PROGRESO.- Pedro Castillo Castellanos, quien tiene a nombre de su esposa Irene Lago Ancona de Castillo 103 hectáreas del ejido de San Ignacio, pretende despojar a ejidatarios de esas tierras, que en realidad se expropiaron al ejido de Komchén, pero ilegalmente la aplicaron a San Ignacio, denunciaron Flor Mendoza Sánchez y Gaspar Alcocer Rivas.
Abogados del ejido de la comisaría de San Ignacio, los arriba mencionados dijeron que el origen de ese conflicto de tierras data de 1992, cuando el gobierno estatal expropio terrenos ejidales para la instalación de un centro logístico.
Los abogados, quienes representan al ejido de San Ignacio en el juicio que se ventila en el Tribunal Unitario Agrario Distrito 34, con sede en Mérida, explicaron que en 1992 se expropiaron 103 hectáreas, pero del ejido de Konchén, municipio de Mérida.
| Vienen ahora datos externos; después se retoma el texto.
use crate::{NRError, NRResult};
use ndarray::Array1;
use serde::{Deserialize, Serialize};
use std::path::Path;

/// Stagnation window: successive unproductive ray-trace rounds tolerated
/// before synthesis terminates early.
pub const MAX_SAME_COUNTER: i64 = 5;

/// Model configuration record. Plain data, passed by reference into each
/// operation; there is no process-wide singleton.
#[derive(Debug, Clone, Serialize, Deserialize)]
pub struct ModelParams {
    /// Requested total neuron count (input + hidden + output).
    pub neuron_size: usize,
    pub input_size: usize,
    pub output_size: usize,
    /// Containing-ball radius.
    pub sphere_rad: f32,
    /// Uniform blocking radius of any cell.
    pub neuron_rad: f32,
    /// Maximum Euclidean connection distance between ray endpoints.
    pub con_rad: f32,
    /// Neuron fraction of the interior cells; the remainder become glia.
    pub nratio: f32,
    /// Standard deviation for initial synaptic weights.
    pub neuron_std: f32,
    /// Hard cap on locality iterations of the ray-trace loop.
    pub ray_max_rounds: i64,
    /// Whether hidden neurons occlude rays in addition to glia.
    pub ray_neuron_intersect: bool,
    /// Whether glia occlude rays.
    pub ray_glia_intersect: bool,
    pub max_allowed_hits_neuron: i64,
    pub max_allowed_hits_glia: i64,
    pub max_same_counter: i64,
}

impl Default for ModelParams {
    fn default() -> Self {
        Self {
            neuron_size: 1000,
            input_size: 100,
            output_size: 10,
            sphere_rad: 1.0,
            neuron_rad: 0.01,
            con_rad: 0.3,
            nratio: 0.5,
            neuron_std: 0.1,
            ray_max_rounds: 1000,
            ray_neuron_intersect: true,
            ray_glia_intersect: true,
            max_allowed_hits_neuron: 2,
            max_allowed_hits_glia: 0,
            max_same_counter: MAX_SAME_COUNTER,
        }
    }
}

impl ModelParams {
    pub fn validate(&self) -> NRResult<()> {
        if self.sphere_rad <= 0.0 || self.neuron_rad <= 0.0 || self.con_rad <= 0.0 {
            return Err(NRError::InvalidArgument(format!(
                "radii must be positive: sphere_rad={}, neuron_rad={}, con_rad={}",
                self.sphere_rad, self.neuron_rad, self.con_rad
            )));
        }
        if self.input_size == 0 || self.output_size == 0 {
            return Err(NRError::InvalidArgument(
                "input_size and output_size must be nonzero".to_string(),
            ));
        }
        if self.input_size + self.output_size > self.neuron_size {
            return Err(NRError::InvalidArgument(format!(
                "cohorts exceed neuron_size: {} + {} > {}",
                self.input_size, self.output_size, self.neuron_size
            )));
        }
        if !(0.0..=1.0).contains(&self.nratio) {
            return Err(NRError::InvalidArgument(format!(
                "nratio must be in [0, 1], got {}",
                self.nratio
            )));
        }
        if self.max_allowed_hits_neuron < 0 || self.max_allowed_hits_glia < 0 {
            return Err(NRError::InvalidArgument(
                "occlusion thresholds must be non-negative".to_string(),
            ));
        }
        Ok(())
    }

    pub fn from_json_file<P: AsRef<Path>>(path: P) -> NRResult<Self> {
        let text = std::fs::read_to_string(path)?;
        let params: Self = serde_json::from_str(&text)?;
        params.validate()?;
        Ok(params)
    }

    pub fn to_json_file<P: AsRef<Path>>(&self, path: P) -> NRResult<()> {
        let text = serde_json::to_string_pretty(self)?;
        std::fs::write(path, text)?;
        Ok(())
    }
}

/// Partition of the global neuron id space into contiguous cohorts.
///
/// Input ids come first, then hidden, then output; glia carry no ids. The
/// global id of a cell equals its local row plus the cohort's base offset.
#[derive(Debug, Clone, Copy, PartialEq, Eq, Serialize, Deserialize)]
pub struct CohortLayout {
    pub input: usize,
    pub hidden: usize,
    pub output: usize,
}

impl CohortLayout {
    pub fn neuron_size(&self) -> usize {
        self.input + self.hidden + self.output
    }

    pub fn input_ids(&self) -> Array1<i64> {
        Array1::from_iter(0..self.input as i64)
    }

    pub fn hidden_ids(&self) -> Array1<i64> {
        let base = self.input as i64;
        Array1::from_iter(base..base + self.hidden as i64)
    }

    pub fn output_ids(&self) -> Array1<i64> {
        let base = (self.input + self.hidden) as i64;
        Array1::from_iter(base..base + self.output as i64)
    }
}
El gobierno estatal donó esos terrenos al empresario Pedro Castillo, cuando en aquel entonces estaba como gobernadora Dulce María Sauri Riancho y como Secretario de la Reforma Agraria Víctor Cervera Pacheco, afirmaron los abogados Flor Mendoza y Gaspar Alcocer.
Sin embargo, se expropiaron 103 hectáreas de terrenos ejidales de Konchen, pero aplicaron la expropiación en el ejido de San Ignacio, lo que a todas luces está fuera de la ley, motivo por el cual hay denuncia penal y los ejidatarios (de San Ignacio) reclaman sus tierras, que de manera fraudulenta están a nombre de Irene Lago Ancona de Castillo, precisan los dos abogados.
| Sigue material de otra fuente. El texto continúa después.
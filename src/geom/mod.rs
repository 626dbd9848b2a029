use crate::{NRError, NRResult};
use ndarray::{Array1, Array2, ArrayView1, ArrayView2, Zip};
use ndarray_rand::RandomExt;
use rand::distributions::Uniform;
use rand::Rng;
use std::f32::consts::PI;

/// Points evenly distributed on the surface of a sphere of radius
/// `sphere_radius`, via the golden-spiral lattice. Deterministic given `nums`.
pub fn sphere_even(nums: usize, sphere_radius: f32) -> NRResult<Array2<f32>> {
    if sphere_radius <= 0.0 {
        return Err(NRError::InvalidArgument(format!(
            "sphere_radius must be positive, got {sphere_radius}"
        )));
    }
    let golden_angle = PI * (3.0 - 5.0f32.sqrt());
    let n = nums as f32;
    let mut data = Vec::with_capacity(nums * 3);
    for i in 0..nums {
        let fi = i as f32;
        let phi = (1.0 - 2.0 * fi / n).acos();
        let theta = golden_angle * fi;
        data.push(sphere_radius * phi.sin() * theta.cos());
        data.push(sphere_radius * phi.sin() * theta.sin());
        data.push(sphere_radius * phi.cos());
    }
    Ok(Array2::from_shape_vec((nums, 3), data).expect("row-major [N,3] construction"))
}

/// Points sampled in the open ball of radius `sphere_radius`: cube-root radial
/// draw, then spherical-to-Cartesian. Consumes the injected RNG stream.
pub fn ball_random<R: Rng>(nums: usize, sphere_radius: f32, rng: &mut R) -> NRResult<Array2<f32>> {
    if sphere_radius <= 0.0 {
        return Err(NRError::InvalidArgument(format!(
            "sphere_radius must be positive, got {sphere_radius}"
        )));
    }
    let u = Array1::random_using(nums, Uniform::new(0.0f32, 1.0), rng); // [N]
    let v = Array1::random_using(nums, Uniform::new(0.0f32, 1.0), rng); // [N]
    let w = Array1::random_using(nums, Uniform::new(0.0f32, 1.0), rng); // [N]
    let mut data = Vec::with_capacity(nums * 3);
    for i in 0..nums {
        let r = u[i].powf(1.0 / 3.0) * sphere_radius;
        let theta = 2.0 * PI * v[i];
        let phi = PI * w[i];
        data.push(r * phi.sin() * theta.cos());
        data.push(r * phi.sin() * theta.sin());
        data.push(r * phi.cos());
    }
    Ok(Array2::from_shape_vec((nums, 3), data).expect("row-major [N,3] construction"))
}

/// Indices of points inside the half-open axis-aligned cube
/// `pivot <= p < pivot + length` per component.
///
/// The lower face includes and the upper face excludes, so an overlapping
/// pivot grid covers the domain exactly once per axis.
pub fn find_in_cube(points: &Array2<f32>, pivot: ArrayView1<f32>, length: f32) -> Vec<usize> {
    points
        .rows()
        .into_iter()
        .enumerate()
        .filter(|(_, p)| {
            (0..3).all(|k| {
                let d = p[k] - pivot[k];
                d >= 0.0 && d < length
            })
        })
        .map(|(i, _)| i)
        .collect()
}

/// Indices of points that lie within `radius` of at least one other point.
pub fn select_overlap(points: &Array2<f32>, radius: f32) -> Vec<usize> {
    let n = points.nrows();
    let rad_sq = radius * radius;
    let mut out = Vec::new();
    for i in 0..n {
        let pi = points.row(i);
        let hit = (0..n).any(|j| {
            if j == i {
                return false;
            }
            let d = &pi - &points.row(j);
            d.dot(&d) < rad_sq
        });
        if hit {
            out.push(i);
        }
    }
    out
}

/// Grid of pivot positions covering `[-sphere_rad, sphere_rad]^3` with the
/// given spacing, flattened to `[S^3, 3]`.
pub fn generate_pivot_tensor(sphere_rad: f32, step: f32) -> NRResult<Array2<f32>> {
    if sphere_rad <= 0.0 || step <= 0.0 {
        return Err(NRError::InvalidArgument(format!(
            "sphere_rad and step must be positive, got {sphere_rad} and {step}"
        )));
    }
    // 1e-5 keeps the upper boundary inclusive under float rounding.
    let mut axis = Vec::new();
    let mut i = 0u32;
    loop {
        let v = -sphere_rad + (i as f32) * step;
        if v >= sphere_rad + 1e-5 {
            break;
        }
        axis.push(v);
        i += 1;
    }
    let s = axis.len();
    let mut data = Vec::with_capacity(s * s * s * 3);
    for &x in &axis {
        for &y in &axis {
            for &z in &axis {
                data.push(x);
                data.push(y);
                data.push(z);
            }
        }
    }
    Ok(Array2::from_shape_vec((s * s * s, 3), data).expect("row-major [S^3,3] construction"))
}

/// Line-segment / sphere intersection mask.
///
/// For segments `[line_start_i, line_end_i]` and blocking spheres centered at
/// `block_cells_j` with radii `block_radius_j`, projects each center onto the
/// segment, clamps the parameter to `[0, 1]` and tests the closest-point
/// distance. Returns `[M, N]` where `true` marks an intersection.
///
/// Coincident start/end pairs are a precondition violation (the projection
/// would divide by zero).
pub fn line_sphere_intersect(
    line_start: ArrayView2<f32>,
    line_end: ArrayView2<f32>,
    block_cells: ArrayView2<f32>,
    block_radius: ArrayView1<f32>,
) -> NRResult<Array2<bool>> {
    let n = line_start.nrows();
    let m = block_cells.nrows();
    if line_end.nrows() != n {
        return Err(NRError::LengthMismatch {
            expected: n,
            found: line_end.nrows(),
        });
    }
    if block_radius.len() != m {
        return Err(NRError::LengthMismatch {
            expected: m,
            found: block_radius.len(),
        });
    }

    let dir = &line_end - &line_start; // [N,3]
    let dir_sq: Array1<f32> = dir.rows().into_iter().map(|d| d.dot(&d)).collect(); // [N]
    if dir_sq.iter().any(|&d| d == 0.0) {
        return Err(NRError::PreconditionViolated(
            "line_sphere_intersect requires distinct segment endpoints".to_string(),
        ));
    }

    let mut mask = Array2::from_elem((m, n), false);
    let kernel = |mut out: ndarray::ArrayViewMut1<bool>, cell: ArrayView1<f32>, &rad: &f32| {
        let rad_sq = rad * rad;
        for i in 0..n {
            let sx = line_start[[i, 0]];
            let sy = line_start[[i, 1]];
            let sz = line_start[[i, 2]];
            let dx = dir[[i, 0]];
            let dy = dir[[i, 1]];
            let dz = dir[[i, 2]];
            let dot = (cell[0] - sx) * dx + (cell[1] - sy) * dy + (cell[2] - sz) * dz;
            let t = (dot / dir_sq[i]).clamp(0.0, 1.0);
            let cx = sx + t * dx - cell[0];
            let cy = sy + t * dy - cell[1];
            let cz = sz + t * dz - cell[2];
            out[i] = cx * cx + cy * cy + cz * cz <= rad_sq;
        }
    };
    let zip = Zip::from(mask.rows_mut())
        .and(block_cells.rows())
        .and(block_radius);
    #[cfg(feature = "rayon")]
    zip.par_for_each(kernel);
    #[cfg(not(feature = "rayon"))]
    zip.for_each(kernel);
    Ok(mask)
}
Los dos abogados señalaron que cuentan con la documentación para comprobar que expropiaron terrenos de Konchem y los aplicaron en San Ignacio, lo que es ilegal porque se apropiaron de tierras que no corresponden a la expropiación y ya se demostró que nunca invirtieron ni efectuaron construcción alguna en el centro logístico.
El caso de las 103 hectáreas del ejido de San Ignacio lleva 22 años, los ejidatarios encabezados por su comisario René Francisco Chan Canché entablaron una lucha, que comenzaron desde hace siete años, para tratar de recuperar las tierras que les pertenecen y de las cuales afirman que tienen la posesión y en próxima asamblea determinarán si reparten esos terrenos a todos los ejidatarios.
Los ejidatarios indican que Pedro Castillo Castellanos les dio a $5,000 en dos años a los entonces 103 ejidatarios, les ofreció trabajo en el centro logístico que nunca se llevó al cabo y ahora su esposa Irene Lago figura como la propietaria de ese lote que nunca le cedieron en asamblea, pues el empresario debió ocupar terrenos de Komchén que le donaron por el gobierno estatal.